Open AWbosman opened 1 year ago
Thanks for reporting the problem to us. Currently, the support of other norms is still incomplete and it works only for simple cases. I will take a look at your example to see how to fix it.
Hi everyone,
any update about l2 norm? I tried the following configuration
# This is an example configuration file that contains most useful parameter settings.
model:
name: resnet2b # This model is defined in model_defs.py. Add your own model definitions there.
path: models/cifar10_resnet/resnet2b.pth # Path to PyTorch checkpoint.
data:
dataset: CIFAR # Dataset name. This is just the standard CIFAR-10 test set defined in the "load_verification_dataset()" function in utils.py
#mean: [0.4914, 0.4822, 0.4465] # Mean for normalization.

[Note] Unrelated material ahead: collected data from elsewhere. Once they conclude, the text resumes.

//! Prompt type - which AI task a cache entry belongs to

use std::{fmt, str::FromStr};

use serde::{Deserialize, Serialize};

use crate::errors::DomainError;

/// The AI task a request targets
///
/// The prompt type is folded into every cache key so that, say, an outfit
/// generation and a wardrobe analysis over the same items never share an
/// entry.
#[derive(Debug, Clone, Copy, PartialEq, Eq, Hash, Serialize, Deserialize)]
#[serde(rename_all = "kebab-case")]
pub enum PromptType {
    /// Generate a complete outfit from wardrobe items
    OutfitGeneration,
    /// Classify a single clothing item
    ItemClassification,
    /// Analyze the wardrobe as a whole
    WardrobeAnalysis,
    /// Free-form styling advice
    StyleAdvice,
}

impl PromptType {
    /// Stable string form used inside cache keys and persisted rows
    #[must_use]
    pub const fn as_str(self) -> &'static str {
        match self {
            Self::OutfitGeneration => "outfit-generation",
            Self::ItemClassification => "item-classification",
            Self::WardrobeAnalysis => "wardrobe-analysis",
            Self::StyleAdvice => "style-advice",
        }
    }
}

impl fmt::Display for PromptType {
    fn fmt(&self, f: &mut fmt::Formatter<'_>) -> fmt::Result {
        f.write_str(self.as_str())
    }
}

impl FromStr for PromptType {
    type Err = DomainError;

    fn from_str(s: &str) -> Result<Self, Self::Err> {
        match s {
            "outfit-generation" => Ok(Self::OutfitGeneration),
            "item-classification" => Ok(Self::ItemClassification),
            "wardrobe-analysis" => Ok(Self::WardrobeAnalysis),
            "style-advice" => Ok(Self::StyleAdvice),
            other => Err(DomainError::UnknownPromptType(other.to_string())),
        }
    }
}

#[cfg(test)]
mod tests {
    use super::*;

    #[test]
    fn round_trips_through_string() {
        for pt in [
            PromptType::OutfitGeneration,
            PromptType::ItemClassification,
            PromptType::WardrobeAnalysis,
            PromptType::StyleAdvice,
        ] {
            assert_eq!(pt.as_str().parse::<PromptType>().unwrap(), pt);
        }
    }

    #[test]
    fn unknown_string_is_rejected() {
        assert!("weather-report".parse::<PromptType>().is_err());
    }

    #[test]
    fn serde_uses_kebab_case() {
        let json = serde_json::to_string(&PromptType::OutfitGeneration).unwrap();
        assert_eq!(json, "\"outfit-generation\"");
    }
}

#std: [0.2471, 0.2435, 0.2616] # Std for normalization.
start: 0 # First example to verify in dataset.
end: 100 # Last example to verify in dataset. We verify 100 examples in this test.
specification:
norm: 2
epsilon: 0.1411764705882353 # epsilon=36./255.
attack: # Currently attack is only implemented for Linf norm.
pgd_order: skip
solver:
batch_size: 2048 # Number of subdomains to compute in parallel in bound solver. Decrease if you run out of memory.
alpha-crown:
iteration: 100 # Number of iterations for alpha-CROWN optimization. Alpha-CROWN is used to compute all intermediate layer bounds before branch and bound starts.
lr_alpha: 0.1 # Learning rate for alpha in alpha-CROWN. The default (0.1) is typically ok.
beta-crown:
lr_alpha: 0.01 # Learning rate for optimizing the alpha parameters, the default (0.01) is typically ok, but you can try to tune this parameter to get better lower bound.
lr_beta: 0.05 # Learning rate for optimizing the beta parameters, the default (0.05) is typically ok, but you can try to tune this parameter to get better lower bound.
iteration: 20 # Number of iterations for beta-CROWN optimization. 20 is often sufficient, 50 or 100 can also be used.
bab:
timeout: 120 # Timeout threshold for branch and bound. Increase for verifying more points.
branching: # Parameters for branching heuristics.
reduceop: min # Reduction function for the branching heuristic scores, min or max. Using max can be better on some models.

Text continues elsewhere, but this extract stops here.